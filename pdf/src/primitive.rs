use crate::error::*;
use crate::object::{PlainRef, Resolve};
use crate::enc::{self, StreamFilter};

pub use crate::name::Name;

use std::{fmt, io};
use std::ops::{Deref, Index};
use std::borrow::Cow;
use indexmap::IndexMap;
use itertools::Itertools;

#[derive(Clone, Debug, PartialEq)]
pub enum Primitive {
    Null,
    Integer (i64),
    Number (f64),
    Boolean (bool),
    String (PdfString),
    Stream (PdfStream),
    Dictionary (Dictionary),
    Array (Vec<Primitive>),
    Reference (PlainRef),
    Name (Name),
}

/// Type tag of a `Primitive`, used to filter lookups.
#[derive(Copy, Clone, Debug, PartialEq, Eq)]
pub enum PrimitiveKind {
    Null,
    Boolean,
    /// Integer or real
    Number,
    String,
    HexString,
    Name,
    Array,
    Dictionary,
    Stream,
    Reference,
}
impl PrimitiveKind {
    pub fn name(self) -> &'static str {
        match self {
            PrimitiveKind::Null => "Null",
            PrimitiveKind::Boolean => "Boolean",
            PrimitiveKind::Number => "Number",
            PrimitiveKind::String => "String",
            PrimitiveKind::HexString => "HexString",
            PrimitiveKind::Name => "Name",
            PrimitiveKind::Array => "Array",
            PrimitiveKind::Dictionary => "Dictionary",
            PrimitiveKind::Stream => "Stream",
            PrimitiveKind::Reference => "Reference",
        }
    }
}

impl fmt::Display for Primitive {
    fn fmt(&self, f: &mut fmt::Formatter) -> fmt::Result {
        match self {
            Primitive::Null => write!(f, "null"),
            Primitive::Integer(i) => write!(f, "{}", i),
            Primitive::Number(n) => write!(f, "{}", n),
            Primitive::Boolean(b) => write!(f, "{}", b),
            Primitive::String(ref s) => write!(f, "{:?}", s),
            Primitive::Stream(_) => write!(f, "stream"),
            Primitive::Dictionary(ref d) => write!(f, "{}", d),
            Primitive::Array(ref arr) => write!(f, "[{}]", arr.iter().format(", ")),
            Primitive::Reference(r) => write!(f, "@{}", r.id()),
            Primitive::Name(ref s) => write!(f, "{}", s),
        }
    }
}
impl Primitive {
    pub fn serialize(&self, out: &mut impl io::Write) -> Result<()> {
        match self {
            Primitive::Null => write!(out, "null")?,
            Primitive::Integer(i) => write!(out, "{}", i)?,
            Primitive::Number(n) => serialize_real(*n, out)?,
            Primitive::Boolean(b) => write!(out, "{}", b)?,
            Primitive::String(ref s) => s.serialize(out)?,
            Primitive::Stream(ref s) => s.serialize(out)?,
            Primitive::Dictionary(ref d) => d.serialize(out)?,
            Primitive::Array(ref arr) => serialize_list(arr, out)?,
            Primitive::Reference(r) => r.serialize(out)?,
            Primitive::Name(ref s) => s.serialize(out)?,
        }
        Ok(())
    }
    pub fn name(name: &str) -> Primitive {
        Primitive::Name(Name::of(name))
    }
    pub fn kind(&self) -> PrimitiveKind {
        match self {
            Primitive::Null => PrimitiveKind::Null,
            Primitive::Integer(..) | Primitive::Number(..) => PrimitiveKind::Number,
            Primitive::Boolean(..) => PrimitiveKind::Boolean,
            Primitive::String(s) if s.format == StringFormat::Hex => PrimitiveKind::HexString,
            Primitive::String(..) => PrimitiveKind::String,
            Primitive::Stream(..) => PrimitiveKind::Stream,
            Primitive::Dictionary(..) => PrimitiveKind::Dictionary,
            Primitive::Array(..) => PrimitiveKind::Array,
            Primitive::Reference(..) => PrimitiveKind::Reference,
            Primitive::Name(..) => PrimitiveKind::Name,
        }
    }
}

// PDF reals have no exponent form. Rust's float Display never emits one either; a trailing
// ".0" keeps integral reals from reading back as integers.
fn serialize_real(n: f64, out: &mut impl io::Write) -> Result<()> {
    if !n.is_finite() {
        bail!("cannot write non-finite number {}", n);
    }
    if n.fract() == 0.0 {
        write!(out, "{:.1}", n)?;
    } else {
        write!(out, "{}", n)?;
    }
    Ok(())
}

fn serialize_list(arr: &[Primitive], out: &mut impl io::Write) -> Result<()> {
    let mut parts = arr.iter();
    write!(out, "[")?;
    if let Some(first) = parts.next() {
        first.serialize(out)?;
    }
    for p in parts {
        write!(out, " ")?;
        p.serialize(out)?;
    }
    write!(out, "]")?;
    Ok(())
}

==========

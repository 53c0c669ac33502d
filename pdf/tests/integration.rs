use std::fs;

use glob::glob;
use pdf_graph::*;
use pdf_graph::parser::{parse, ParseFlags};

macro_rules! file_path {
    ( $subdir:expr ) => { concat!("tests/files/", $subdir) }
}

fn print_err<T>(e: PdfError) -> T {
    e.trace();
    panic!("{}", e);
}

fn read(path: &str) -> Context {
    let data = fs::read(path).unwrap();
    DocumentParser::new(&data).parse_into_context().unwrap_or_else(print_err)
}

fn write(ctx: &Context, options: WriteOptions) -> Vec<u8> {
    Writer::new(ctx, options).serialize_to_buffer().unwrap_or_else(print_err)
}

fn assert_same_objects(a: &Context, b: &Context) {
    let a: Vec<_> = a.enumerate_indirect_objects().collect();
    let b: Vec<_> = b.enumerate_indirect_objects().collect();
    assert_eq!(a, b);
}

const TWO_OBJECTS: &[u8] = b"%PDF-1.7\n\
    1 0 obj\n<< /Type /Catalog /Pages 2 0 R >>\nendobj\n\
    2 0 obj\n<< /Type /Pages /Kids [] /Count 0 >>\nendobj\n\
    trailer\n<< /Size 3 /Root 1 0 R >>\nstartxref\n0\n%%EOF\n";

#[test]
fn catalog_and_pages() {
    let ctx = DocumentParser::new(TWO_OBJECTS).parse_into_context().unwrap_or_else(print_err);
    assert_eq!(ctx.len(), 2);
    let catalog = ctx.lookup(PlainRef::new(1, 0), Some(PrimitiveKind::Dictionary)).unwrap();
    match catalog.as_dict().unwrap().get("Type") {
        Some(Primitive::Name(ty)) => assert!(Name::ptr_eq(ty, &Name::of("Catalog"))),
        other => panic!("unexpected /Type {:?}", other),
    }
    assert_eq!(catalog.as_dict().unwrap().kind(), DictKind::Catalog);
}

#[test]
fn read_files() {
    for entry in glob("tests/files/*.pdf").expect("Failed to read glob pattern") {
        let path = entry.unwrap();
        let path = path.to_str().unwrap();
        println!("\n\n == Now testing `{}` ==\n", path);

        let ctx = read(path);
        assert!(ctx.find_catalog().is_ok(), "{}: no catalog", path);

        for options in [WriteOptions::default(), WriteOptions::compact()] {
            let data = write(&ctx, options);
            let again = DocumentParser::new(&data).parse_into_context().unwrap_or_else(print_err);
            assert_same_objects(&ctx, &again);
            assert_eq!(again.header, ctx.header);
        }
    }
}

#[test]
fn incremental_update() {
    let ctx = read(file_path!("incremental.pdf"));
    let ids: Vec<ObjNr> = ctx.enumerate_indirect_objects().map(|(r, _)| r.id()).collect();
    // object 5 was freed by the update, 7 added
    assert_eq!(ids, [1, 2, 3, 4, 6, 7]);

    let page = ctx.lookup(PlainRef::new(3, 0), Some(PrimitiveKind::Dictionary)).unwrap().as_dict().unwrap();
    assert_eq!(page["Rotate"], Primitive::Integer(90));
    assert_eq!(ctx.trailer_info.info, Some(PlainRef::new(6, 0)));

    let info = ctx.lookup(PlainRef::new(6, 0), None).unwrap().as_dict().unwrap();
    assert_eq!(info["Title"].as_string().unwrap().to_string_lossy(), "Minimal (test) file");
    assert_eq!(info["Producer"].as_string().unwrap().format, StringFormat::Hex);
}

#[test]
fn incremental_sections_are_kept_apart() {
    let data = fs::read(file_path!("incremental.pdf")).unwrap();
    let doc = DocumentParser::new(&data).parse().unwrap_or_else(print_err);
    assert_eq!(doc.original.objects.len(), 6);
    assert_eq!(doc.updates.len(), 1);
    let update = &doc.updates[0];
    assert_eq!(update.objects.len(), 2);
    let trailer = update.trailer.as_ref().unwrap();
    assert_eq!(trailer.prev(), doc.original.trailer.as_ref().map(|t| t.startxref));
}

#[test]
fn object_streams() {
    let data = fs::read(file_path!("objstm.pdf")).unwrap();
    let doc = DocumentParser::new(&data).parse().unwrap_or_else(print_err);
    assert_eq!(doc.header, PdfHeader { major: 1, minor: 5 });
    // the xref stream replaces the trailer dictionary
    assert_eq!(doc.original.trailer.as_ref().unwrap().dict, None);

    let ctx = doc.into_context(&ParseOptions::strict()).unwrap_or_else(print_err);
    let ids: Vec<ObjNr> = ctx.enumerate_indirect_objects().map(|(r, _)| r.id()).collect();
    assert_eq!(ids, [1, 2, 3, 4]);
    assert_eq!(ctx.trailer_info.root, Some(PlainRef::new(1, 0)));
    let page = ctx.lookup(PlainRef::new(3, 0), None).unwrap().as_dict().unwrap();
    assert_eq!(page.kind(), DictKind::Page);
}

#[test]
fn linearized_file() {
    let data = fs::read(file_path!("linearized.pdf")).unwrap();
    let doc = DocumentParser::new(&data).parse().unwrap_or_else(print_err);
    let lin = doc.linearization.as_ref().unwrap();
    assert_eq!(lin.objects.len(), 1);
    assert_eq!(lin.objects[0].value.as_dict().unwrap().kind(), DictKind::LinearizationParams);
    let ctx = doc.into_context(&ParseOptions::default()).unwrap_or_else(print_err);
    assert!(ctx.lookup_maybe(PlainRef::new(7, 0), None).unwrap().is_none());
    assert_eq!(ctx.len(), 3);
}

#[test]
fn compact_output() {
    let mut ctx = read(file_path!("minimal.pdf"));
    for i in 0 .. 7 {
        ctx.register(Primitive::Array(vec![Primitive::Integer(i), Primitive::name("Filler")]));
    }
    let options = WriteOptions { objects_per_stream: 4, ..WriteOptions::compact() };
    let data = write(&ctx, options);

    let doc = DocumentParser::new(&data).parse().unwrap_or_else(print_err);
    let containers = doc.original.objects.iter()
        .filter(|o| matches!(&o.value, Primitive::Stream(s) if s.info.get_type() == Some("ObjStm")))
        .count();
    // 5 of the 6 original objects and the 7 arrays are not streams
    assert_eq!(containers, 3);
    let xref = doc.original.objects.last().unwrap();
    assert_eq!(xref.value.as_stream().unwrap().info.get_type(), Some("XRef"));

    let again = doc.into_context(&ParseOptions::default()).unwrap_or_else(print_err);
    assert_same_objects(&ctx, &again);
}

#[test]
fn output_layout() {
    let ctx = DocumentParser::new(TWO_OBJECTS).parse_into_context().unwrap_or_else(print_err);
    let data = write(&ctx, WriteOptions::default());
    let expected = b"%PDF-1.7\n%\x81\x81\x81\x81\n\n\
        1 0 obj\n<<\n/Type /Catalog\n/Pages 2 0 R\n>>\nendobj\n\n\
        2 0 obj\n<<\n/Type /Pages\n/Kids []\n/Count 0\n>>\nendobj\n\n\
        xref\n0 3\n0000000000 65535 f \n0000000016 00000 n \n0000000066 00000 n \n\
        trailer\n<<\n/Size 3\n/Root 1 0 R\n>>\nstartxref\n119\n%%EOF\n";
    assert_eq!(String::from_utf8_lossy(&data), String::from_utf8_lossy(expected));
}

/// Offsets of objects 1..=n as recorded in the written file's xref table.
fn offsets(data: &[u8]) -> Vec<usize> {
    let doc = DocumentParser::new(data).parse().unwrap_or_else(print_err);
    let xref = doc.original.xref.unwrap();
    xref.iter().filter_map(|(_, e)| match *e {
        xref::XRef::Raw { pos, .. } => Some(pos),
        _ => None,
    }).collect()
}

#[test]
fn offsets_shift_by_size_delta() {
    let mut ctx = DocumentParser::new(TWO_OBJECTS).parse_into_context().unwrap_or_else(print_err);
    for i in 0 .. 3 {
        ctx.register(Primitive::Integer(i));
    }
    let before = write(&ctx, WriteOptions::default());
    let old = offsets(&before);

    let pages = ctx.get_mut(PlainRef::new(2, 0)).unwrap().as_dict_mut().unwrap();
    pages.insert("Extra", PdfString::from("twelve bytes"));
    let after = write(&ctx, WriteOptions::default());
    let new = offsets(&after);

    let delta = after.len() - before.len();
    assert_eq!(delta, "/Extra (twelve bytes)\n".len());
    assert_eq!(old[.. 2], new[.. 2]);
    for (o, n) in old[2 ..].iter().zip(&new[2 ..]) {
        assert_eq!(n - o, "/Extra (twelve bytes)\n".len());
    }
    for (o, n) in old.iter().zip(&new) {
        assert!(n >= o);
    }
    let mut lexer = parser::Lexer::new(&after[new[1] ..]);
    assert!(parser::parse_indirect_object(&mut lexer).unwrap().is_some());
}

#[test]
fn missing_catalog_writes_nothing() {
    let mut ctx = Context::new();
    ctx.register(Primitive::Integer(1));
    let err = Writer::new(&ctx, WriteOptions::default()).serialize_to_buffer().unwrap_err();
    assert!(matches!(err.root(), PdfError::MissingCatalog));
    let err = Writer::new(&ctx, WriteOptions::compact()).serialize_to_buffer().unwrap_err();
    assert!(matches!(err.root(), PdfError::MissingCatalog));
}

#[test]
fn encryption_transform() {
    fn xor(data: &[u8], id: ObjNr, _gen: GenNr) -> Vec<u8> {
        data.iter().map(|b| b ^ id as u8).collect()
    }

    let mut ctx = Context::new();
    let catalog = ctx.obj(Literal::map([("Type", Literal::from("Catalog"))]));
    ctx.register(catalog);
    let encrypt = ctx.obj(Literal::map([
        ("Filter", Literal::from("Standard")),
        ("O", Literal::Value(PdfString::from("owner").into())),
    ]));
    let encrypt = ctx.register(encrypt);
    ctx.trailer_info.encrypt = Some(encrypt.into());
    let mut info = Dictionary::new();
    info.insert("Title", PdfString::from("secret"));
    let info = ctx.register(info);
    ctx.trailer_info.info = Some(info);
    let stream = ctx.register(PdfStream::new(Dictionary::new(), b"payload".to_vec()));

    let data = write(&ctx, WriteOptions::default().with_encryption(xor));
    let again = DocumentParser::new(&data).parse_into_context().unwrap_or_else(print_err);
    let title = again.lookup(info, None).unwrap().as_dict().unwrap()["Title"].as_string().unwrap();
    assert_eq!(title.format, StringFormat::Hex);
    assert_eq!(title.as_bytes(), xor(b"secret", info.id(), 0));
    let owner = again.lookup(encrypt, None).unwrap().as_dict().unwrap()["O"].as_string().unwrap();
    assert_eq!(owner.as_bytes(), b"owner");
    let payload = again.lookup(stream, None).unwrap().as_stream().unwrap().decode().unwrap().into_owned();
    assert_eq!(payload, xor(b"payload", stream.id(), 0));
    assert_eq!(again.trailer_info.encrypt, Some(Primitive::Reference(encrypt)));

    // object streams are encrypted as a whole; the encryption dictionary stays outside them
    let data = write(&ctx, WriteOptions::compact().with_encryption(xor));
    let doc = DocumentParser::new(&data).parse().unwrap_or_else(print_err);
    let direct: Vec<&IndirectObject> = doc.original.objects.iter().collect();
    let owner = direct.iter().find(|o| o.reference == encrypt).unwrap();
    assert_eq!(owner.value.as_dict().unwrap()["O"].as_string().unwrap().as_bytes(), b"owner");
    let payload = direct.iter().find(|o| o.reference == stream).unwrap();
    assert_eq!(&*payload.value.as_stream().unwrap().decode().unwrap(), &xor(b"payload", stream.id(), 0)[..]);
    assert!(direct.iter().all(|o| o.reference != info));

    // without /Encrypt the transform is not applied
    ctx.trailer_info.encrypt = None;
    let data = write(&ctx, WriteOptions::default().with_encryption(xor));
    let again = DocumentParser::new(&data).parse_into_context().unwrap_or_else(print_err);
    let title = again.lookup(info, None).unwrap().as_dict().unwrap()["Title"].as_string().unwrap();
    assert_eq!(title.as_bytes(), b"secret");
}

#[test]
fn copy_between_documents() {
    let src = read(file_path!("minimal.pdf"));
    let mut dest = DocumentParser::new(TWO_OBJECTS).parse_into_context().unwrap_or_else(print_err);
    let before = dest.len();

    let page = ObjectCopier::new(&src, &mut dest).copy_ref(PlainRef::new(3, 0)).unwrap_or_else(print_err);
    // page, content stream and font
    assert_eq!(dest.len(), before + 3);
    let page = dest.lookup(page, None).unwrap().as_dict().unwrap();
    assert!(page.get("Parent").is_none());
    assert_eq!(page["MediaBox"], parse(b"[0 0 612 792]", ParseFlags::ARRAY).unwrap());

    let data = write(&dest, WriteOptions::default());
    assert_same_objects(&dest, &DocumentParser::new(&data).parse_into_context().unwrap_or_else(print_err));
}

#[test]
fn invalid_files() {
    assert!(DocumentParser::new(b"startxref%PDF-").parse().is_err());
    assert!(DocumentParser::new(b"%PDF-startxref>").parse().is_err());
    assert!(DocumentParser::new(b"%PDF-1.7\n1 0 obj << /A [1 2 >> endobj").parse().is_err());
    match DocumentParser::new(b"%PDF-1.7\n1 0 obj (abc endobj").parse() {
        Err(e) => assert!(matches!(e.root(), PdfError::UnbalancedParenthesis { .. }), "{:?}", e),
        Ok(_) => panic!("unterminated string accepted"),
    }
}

==========

__DIRECTIONS FOR THIS TASK__. Apply a filter to the listing above so that only lines with "twelve" are kept, and copy those lines.

__RESPONSE__.
    pages.insert("Extra", PdfString::from("twelve bytes"));
    assert_eq!(delta, "/Extra (twelve bytes)\n".len());
        assert_eq!(n - o, "/Extra (twelve bytes)\n".len());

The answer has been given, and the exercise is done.